» **Data entries**
+---+

/// Represents a group of related contours.
#[derive(Debug, Clone, PartialEq)]
#[cfg_attr(feature = "serialize", derive(serde::Serialize, serde::Deserialize))]
pub struct ContourSet {
    /// An array of the contours in the set.
    pub contours: Vec<Contour>,
    /// The AABB in world space
    pub aabb: Aabb3d,
    /// The size of each cell. (On the xz-plane.)
    pub cell_size: f32,
    /// The height of each cell. (The minimum increment along the y-axis.)
    pub cell_height: f32,
    /// The width of the set. (Along the x-axis in cell units.)
    pub width: u16,
    /// The height of the set. (Along the z-axis in cell units.)
    pub height: u16,
    /// The AABB border size used to generate the source data from which the contours were derived.
    pub border_size: u16,
    /// The max edge error that this contour set was simplified with.
    pub max_error: f32,
}

/// Represents a simple, non-overlapping contour in field space.
#[derive(Debug, Clone, PartialEq, Default)]
#[cfg_attr(feature = "serialize", derive(serde::Serialize, serde::Deserialize))]
pub struct Contour {
    /// Simplified contour vertex and connection data.
    pub vertices: Vec<ContourVertex>,
    /// Raw contour vertex and connection data.
    pub raw_vertices: Vec<ContourVertex>,
    /// Region ID of the contour.
    pub region: RegionId,
    /// Area type of the contour.
    pub area: AreaType,
}

impl Contour {
    /// Returns whether the contour is an outline and not a hole, i.e. has a non-negative signed area.
    pub fn is_outline(&self) -> bool {
        calc_area_of_polygon_2d(&self.vertices) >= 0
    }
}

/// A vertex of a [`Contour`] in voxel coordinates.
#[derive(Debug, Clone, Copy, PartialEq, Eq, Default)]
#[cfg_attr(feature = "serialize", derive(serde::Serialize, serde::Deserialize))]
pub struct ContourVertex {
    /// The position of the vertex relative to the contour set's AABB. [Units: vx]
    pub position: IVec3,
    /// The region on the other side of the edge starting at this vertex, plus border flags.
    pub flags: RegionVertexId,
}

bitflags::bitflags! {
    /// The neighbor region of a contour edge together with flags describing the edge.
    #[derive(Debug, Clone, Copy, PartialEq, Eq, Hash, Default)]
    #[cfg_attr(feature = "serialize", derive(serde::Serialize, serde::Deserialize))]
    #[repr(transparent)]
    pub struct RegionVertexId: u32 {
        /// No neighbor region.
        const NONE = 0;

        /// Applied to the region id field of contour vertices in order to extract the region id.
        /// The region id field of a vertex may have several flags applied to it.  So the
        /// fields value can't be used directly.
        /// [`RegionId::BORDER_REGION`] is not part of the mask, so simplified vertices drop it.
        const REGION_MASK = RegionId::MAX.bits() as u32;

        /// Border vertex flag.
        /// If a region ID has this bit set, then the associated element lies on
        /// a tile border. If a contour vertex's region ID has this bit set, the
        /// vertex will later be removed in order to match the segments and vertices
        /// at tile boundaries.
        const BORDER_VERTEX = 0x10_000;

        /// Area border flag.
        /// If a region ID has this bit set, then the associated element lies on
        /// the border of an area.
        const AREA_BORDER = 0x20_000;
    }
}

+---+

» **Your goal**
Return every line above in which the string "Default" occurs.

» **Problem solution**
#[derive(Debug, Clone, PartialEq, Default)]
#[derive(Debug, Clone, Copy, PartialEq, Eq, Default)]
    #[derive(Debug, Clone, Copy, PartialEq, Eq, Hash, Default)]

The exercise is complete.